Marlborough Family Education Centre in London has found a novel use for heart rate monitors, normally used in sports training, for child and family therapy to help children at risk of exclusion from school identify triggers to problem behaviour.
The Hearts on their Sleeves project relies on the information generated by a belt worn around the child's chest which wirelessly transmits data to a wristwatch-type monitor. An alarm alerts the child to a rising heart rate which helps him or her identify triggers for violent or aggressive outbursts or mood swings.

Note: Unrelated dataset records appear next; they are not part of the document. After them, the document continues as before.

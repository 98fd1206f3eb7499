use {
    super::{ExpectedOperation, Step, StepConfig, Tutorial},
    crate::{Algorithm, Technique},
};

const NO_CONFIG: StepConfig = StepConfig {
    technique: None,
    memory_size: None,
    page_size: None,
    algorithm: None,
};

const fn full(
    technique: Technique,
    memory_size: usize,
    page_size: usize,
    algorithm: Algorithm,
) -> StepConfig {
    StepConfig {
        technique: Some(technique),
        memory_size: Some(memory_size),
        page_size: Some(page_size),
        algorithm: Some(algorithm),
    }
}

const fn algorithm_only(algorithm: Algorithm) -> StepConfig {
    StepConfig {
        algorithm: Some(algorithm),
        ..NO_CONFIG
    }
}

const fn allocate(size: usize) -> Option<ExpectedOperation> {
    Some(ExpectedOperation::Allocate { size: Some(size) })
}

const fn access(address: usize) -> Option<ExpectedOperation> {
    Some(ExpectedOperation::Access {
        address: Some(address),
    })
}

const DEALLOCATE: Option<ExpectedOperation> = Some(ExpectedOperation::Deallocate);

const fn step(
    title: &'static str,
    content: &'static str,
    task: &'static str,
    expected_operation: Option<ExpectedOperation>,
    config: StepConfig,
) -> Step {
    Step {
        title,
        content,
        task,
        expected_operation,
        config,
    }
}

/// The built-in tutorials: `intro`, `fragmentation`, `page_replacement` and
/// `optimization`.
pub fn builtin() -> Vec<Tutorial> {
    vec![intro(), fragmentation(), page_replacement(), optimization()]
}

fn intro() -> Tutorial {
    Tutorial {
        id: "intro",
        title: "Introduction to Memory Management",
        description: "Learn the basics of memory allocation and management",
        steps: vec![
            step(
                "Welcome to Memory Management",
                "This tutorial walks through how memory is allocated and managed in a computer system.",
                "Click \"Next\" to continue.",
                None,
                full(Technique::Paging, 512, 64, Algorithm::Fifo),
            ),
            step(
                "Memory Allocation",
                "Allocation assigns memory space to program data and instructions.",
                "Allocate 128 bytes of memory.",
                allocate(128),
                NO_CONFIG,
            ),
            step(
                "Memory Access",
                "Programs read and modify memory locations. Every access is resolved to a frame of physical memory.",
                "Access memory at address 64.",
                access(64),
                NO_CONFIG,
            ),
            step(
                "Memory Deallocation",
                "Memory that is no longer needed is released so that other processes can reuse it.",
                "Deallocate memory using the address shown.",
                DEALLOCATE,
                NO_CONFIG,
            ),
            step(
                "Introduction Complete",
                "You have completed the introduction to memory management.",
                "Click \"Finish Tutorial\" to return to the main interface.",
                None,
                NO_CONFIG,
            ),
        ],
    }
}

fn fragmentation() -> Tutorial {
    Tutorial {
        id: "fragmentation",
        title: "Memory Fragmentation",
        description: "Learn about internal and external memory fragmentation",
        steps: vec![
            step(
                "Understanding Fragmentation",
                "Fragmentation appears as memory is allocated and released over time, leaving unused gaps.",
                "Click \"Next\" to continue.",
                None,
                full(Technique::Segmentation, 1024, 128, Algorithm::Fifo),
            ),
            step(
                "External Fragmentation",
                "External fragmentation happens when free memory is split into many small non-contiguous blocks.",
                "Allocate 256 bytes of memory to see how blocks are assigned.",
                allocate(256),
                NO_CONFIG,
            ),
            step(
                "Creating Fragmentation",
                "Allocating and releasing memory in a pattern leaves holes behind.",
                "Allocate another 128 bytes of memory.",
                allocate(128),
                NO_CONFIG,
            ),
            step(
                "Deallocating Memory",
                "Releasing the first block creates a hole at the start of memory.",
                "Deallocate the first memory block using the address shown.",
                DEALLOCATE,
                NO_CONFIG,
            ),
            step(
                "Observing Fragmentation",
                "Memory now has gaps between allocated blocks: external fragmentation.",
                "Allocate 192 bytes and observe where the memory is placed.",
                allocate(192),
                NO_CONFIG,
            ),
            step(
                "Internal Fragmentation",
                "Internal fragmentation is space wasted inside an allocated block that is larger than needed.",
                "Allocate 60 bytes and observe that a whole frame is handed out.",
                allocate(60),
                NO_CONFIG,
            ),
            step(
                "Fragmentation Complete",
                "You have seen both external and internal fragmentation.",
                "Click \"Finish Tutorial\" to return to the main interface.",
                None,
                NO_CONFIG,
            ),
        ],
    }
}

fn page_replacement() -> Tutorial {
    Tutorial {
        id: "page_replacement",
        title: "Page Replacement Algorithms",
        description: "Compare different page replacement strategies",
        steps: vec![
            step(
                "Page Replacement",
                "When memory is full, a page replacement algorithm decides which pages make room for new ones.",
                "Click \"Next\" to learn about different algorithms.",
                None,
                full(Technique::Paging, 512, 64, Algorithm::Fifo),
            ),
            step(
                "First-In-First-Out (FIFO)",
                "FIFO replaces the oldest page in memory, no matter how often it is used.",
                "Fill memory by allocating 512 bytes.",
                allocate(512),
                algorithm_only(Algorithm::Fifo),
            ),
            step(
                "FIFO Page Fault",
                "Memory is full. Watch how FIFO handles one more allocation.",
                "Allocate 128 more bytes and observe which pages are replaced.",
                allocate(128),
                NO_CONFIG,
            ),
            step(
                "Least Recently Used (LRU)",
                "LRU replaces the page that has not been accessed for the longest time.",
                "Reset the simulation and start a new one with the LRU algorithm.",
                Some(ExpectedOperation::Reset),
                algorithm_only(Algorithm::Lru),
            ),
            step(
                "LRU Memory Access",
                "LRU keeps track of page accesses to pick its victims.",
                "Allocate 256 bytes of memory, then access the first page at address 0.",
                allocate(256),
                NO_CONFIG,
            ),
            step(
                "LRU Page Replacement",
                "Fill memory and observe which pages LRU chooses to replace.",
                "Allocate 384 more bytes and observe the replacement pattern.",
                allocate(384),
                NO_CONFIG,
            ),
            step(
                "Algorithm Comparison",
                "Each algorithm performs best under different access patterns.",
                "Click \"Finish Tutorial\" to return to the main interface.",
                None,
                NO_CONFIG,
            ),
        ],
    }
}

fn optimization() -> Tutorial {
    Tutorial {
        id: "optimization",
        title: "Memory Optimization Techniques",
        description: "Learn practical techniques to optimize memory usage",
        steps: vec![
            step(
                "Memory Optimization",
                "Optimization reduces memory usage while keeping performance.",
                "Click \"Next\" to continue.",
                None,
                full(Technique::Paging, 1024, 64, Algorithm::Lru),
            ),
            step(
                "Right-Sizing Allocations",
                "Allocating exactly what is needed reduces internal fragmentation.",
                "Allocate 60 bytes and notice the unused space within the page.",
                allocate(60),
                NO_CONFIG,
            ),
            step(
                "Memory Pooling",
                "A memory pool pre-allocates fixed-size blocks for frequent allocations.",
                "Allocate four 64-byte blocks to simulate a memory pool.",
                allocate(64),
                NO_CONFIG,
            ),
            step(
                "Locality of Reference",
                "Programs accessing nearby addresses perform better.",
                "Access memory addresses 0, 4, 8 and 12 in sequence.",
                access(0),
                NO_CONFIG,
            ),
            step(
                "Compaction",
                "Compaction moves allocated blocks together to remove external fragmentation.",
                "Allocate and deallocate memory to create fragmentation.",
                DEALLOCATE,
                NO_CONFIG,
            ),
            step(
                "Optimization Challenge",
                "Allocate memory efficiently to reach at least 75% utilization.",
                "Allocate memory in a pattern that reaches the target utilization.",
                Some(ExpectedOperation::Allocate { size: None }),
                NO_CONFIG,
            ),
            step(
                "Optimization Complete",
                "You have learned several memory optimization techniques.",
                "Click \"Finish Tutorial\" to return to the main interface.",
                None,
                NO_CONFIG,
            ),
        ],
    }
}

They were initially introduced as some children understand the anger cycle identified in traditional 'talking cures' but find it hard to put into practice. The monitors are an early warning system that then allows children to put into practice other defusal methods. The information from the monitors helps the team build up an in-depth picture of trigger points.
Such 'biofeedback' techniques have been used for conditions such as headaches, epilepsy, digestive disorders and high and low blood pressure. This is the first time that they have been used in a therapeutic and school setting. It is said they can provide individuals with a kind of sixth sense, or an extra window into their bodies and minds.
Twenty-nine pupils and their parents have participated in a pilot project so far at the Westminster-based centre, which works with children with high-level emotional and behavioural difficulties.
Parents and teachers report that the monitors have increased children's self-control. One parent said: "The heart rate monitors served as a reminder about how children may be calm on the outside of their body, but on the inside it may be a different story altogether."